A mon avis, le phénomène vient des Etats-Unis. Des artistes comme Kamasi Washington, Thundercat ou BadBadNotGood sont parvenus à mêler jazz et hip hop, en collaborant avec des Kendrick Lamar, Tyler The Creator ou des producteurs électroniques comme Flying Lotus. Une situation qui a nourri le genre, apporté une influence éclectique importante en Europe sur les nouveaux projets de jazz moderne. On peut aussi citer le label Brownswood, sur lequel on retrouve Kokoroko, Nubya Garcia, Comet is Coming. Une scène londonienne en plein essor et hyper hype pour le moment !
Alors le créneau de Glass Museum, il est jazz ou va-t-il au-delà de cette définition ?
Il est difficile de catégoriser notre musique dans un style… Je crois que le terme ‘jazz’ est un mot générique assez large du terme qui inclut de nombreuses recherches sonores associées à la musique acoustique. Dans notre cas, on a plutôt tendance à dire qu’on est influencés par le jazz, mais nous ne maitrisons pas vraiment les codes du jazz classique.
Lors de certains concerts, le public est souvent beaucoup plus âgé que vous. A moins que ce ne soit une fausse idée, dans le cas de Glass Museum…

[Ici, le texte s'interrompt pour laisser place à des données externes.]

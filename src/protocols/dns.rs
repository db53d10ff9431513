//! DNS query decoding for Sift
//!
//! Extracts the first query name from a DNS message. Only plain questions
//! are accepted; compression pointers never legitimately appear in the
//! question section of a query and cause a rejection.

/// Fixed DNS header size.
const HEADER_LEN: usize = 12;
/// Longest single label permitted by the wire format.
const MAX_LABEL_LEN: usize = 63;
/// Label count guard against degenerate messages.
pub const MAX_LABEL_DEPTH: usize = 50;
/// Longest assembled name accepted.
pub const MAX_NAME_LENGTH: usize = 255;

/// Check whether a payload looks like a DNS query: full header, QR bit
/// clear, and at least one question.
pub fn is_dns_query(payload: &[u8]) -> bool {
    if payload.len() < HEADER_LEN {
        return false;
    }

    // QR bit set means a response.
    if payload[2] & 0x80 != 0 {
        return false;
    }

    let qdcount: u16 = (u16::from(payload[4]) << 8) | u16::from(payload[5]);
    qdcount >= 1
}

/// Extract the first query name from a DNS query payload, labels joined
/// with dots.
pub fn extract_query(payload: &[u8]) -> Option<String> {
    if !is_dns_query(payload) {
        return None;
    }

    let mut name = String::new();
    let mut offset: usize = HEADER_LEN;
    let mut depth: usize = 0;

    while offset < payload.len() {
        let label_len = payload[offset] as usize;

        if label_len == 0 {
            break;
        }

        // Compression pointers (top two bits set) are invalid in a query's
        // question section; anything else above 63 is malformed.
        if label_len > MAX_LABEL_LEN {
            return None;
        }

        depth += 1;
        if depth > MAX_LABEL_DEPTH {
            return None;
        }

        offset += 1;
        if offset + label_len > payload.len() {
            return None;
        }

        if !name.is_empty() {
            name.push('.');
        }
        if name.len() + label_len > MAX_NAME_LENGTH {
            return None;
        }
        name.push_str(&String::from_utf8_lossy(&payload[offset..offset + label_len]));

        offset += label_len;
    }

    if name.is_empty() {
        None
    } else {
        Some(name)
    }
}

#[cfg(test)]
pub(crate) mod tests {
    use super::*;

    /// Build a DNS query message for the given name (A record, IN class).
    pub(crate) fn query_for(name: &str) -> Vec<u8> {
        let mut msg: Vec<u8> = Vec::new();
        msg.extend_from_slice(&0x1234u16.to_be_bytes()); // transaction id
        msg.extend_from_slice(&0x0100u16.to_be_bytes()); // flags: RD, QR clear
        msg.extend_from_slice(&1u16.to_be_bytes()); // qdcount
        msg.extend_from_slice(&[0; 6]); // an/ns/ar counts
        for label in name.split('.') {
            msg.push(label.len() as u8);
            msg.extend_from_slice(label.as_bytes());
        }
        msg.push(0);
        msg.extend_from_slice(&1u16.to_be_bytes()); // qtype A
        msg.extend_from_slice(&1u16.to_be_bytes()); // qclass IN
        msg
    }

    #[test]
    fn extracts_query_name() {
        let msg = query_for("example.com");
        assert_eq!(extract_query(&msg).as_deref(), Some("example.com"));
    }

    #[test]
    fn rejects_responses() {
        let mut msg = query_for("example.com");
        msg[2] |= 0x80;
        assert_eq!(extract_query(&msg), None);
    }

    #[test]
    fn rejects_zero_question_count() {
        let mut msg = query_for("example.com");
        msg[4] = 0;
        msg[5] = 0;
        assert_eq!(extract_query(&msg), None);
    }

    #[test]
    fn label_length_boundary() {
        let long_label = "a".repeat(63);
        let msg = query_for(&format!("{}.com", long_label));
        assert_eq!(
            extract_query(&msg).as_deref(),
            Some(format!("{}.com", long_label).as_str())
        );

        // A 64-byte length octet collides with the compression-pointer
        // encoding and is rejected.
        let mut bad = query_for("aaaa.com");
        bad[HEADER_LEN] = 64;
        assert_eq!(extract_query(&bad), None);
    }

    #[test]
    fn rejects_compression_pointer() {
        let mut msg = query_for("example.com");
        msg[HEADER_LEN] = 0xC0;
        msg[HEADER_LEN + 1] = 0x04;
        assert_eq!(extract_query(&msg), None);
    }

    #[test]
    fn rejects_truncated_label() {
        let mut msg = query_for("example.com");
        msg.truncate(HEADER_LEN + 4);
        assert_eq!(extract_query(&msg), None);
    }
}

Tout dépend des contextes… Les statistiques youtube et spotify attribuent une moyenne d’âge entre 25 et 35 ans à notre public. La réalité aux concerts est un peu différente : dans des salles plus classiques ou festivals un peu spécialisés en jazz, comme c’est majoritairement le cas pour nous, il est vrai qu’on rencontre un public un peu plus âgé que lors des festivals, comme celui de Dour par exemple.
Vu les règles actuelles relatives au confinement, votre planning en matière de concerts est plutôt aléatoire. Comment gérez-vous cette situation ? Quand espérez-vous reprendre votre tournée ?
Actuellement, nous sommes occupés de reprogrammer un maximum de dates vers septembre/octobre, dans la mesure du possible. D’autres sont malheureusement annulées… La release party au Botanique, est reportée au 7 octobre ! Ce sera un moment important pour nous.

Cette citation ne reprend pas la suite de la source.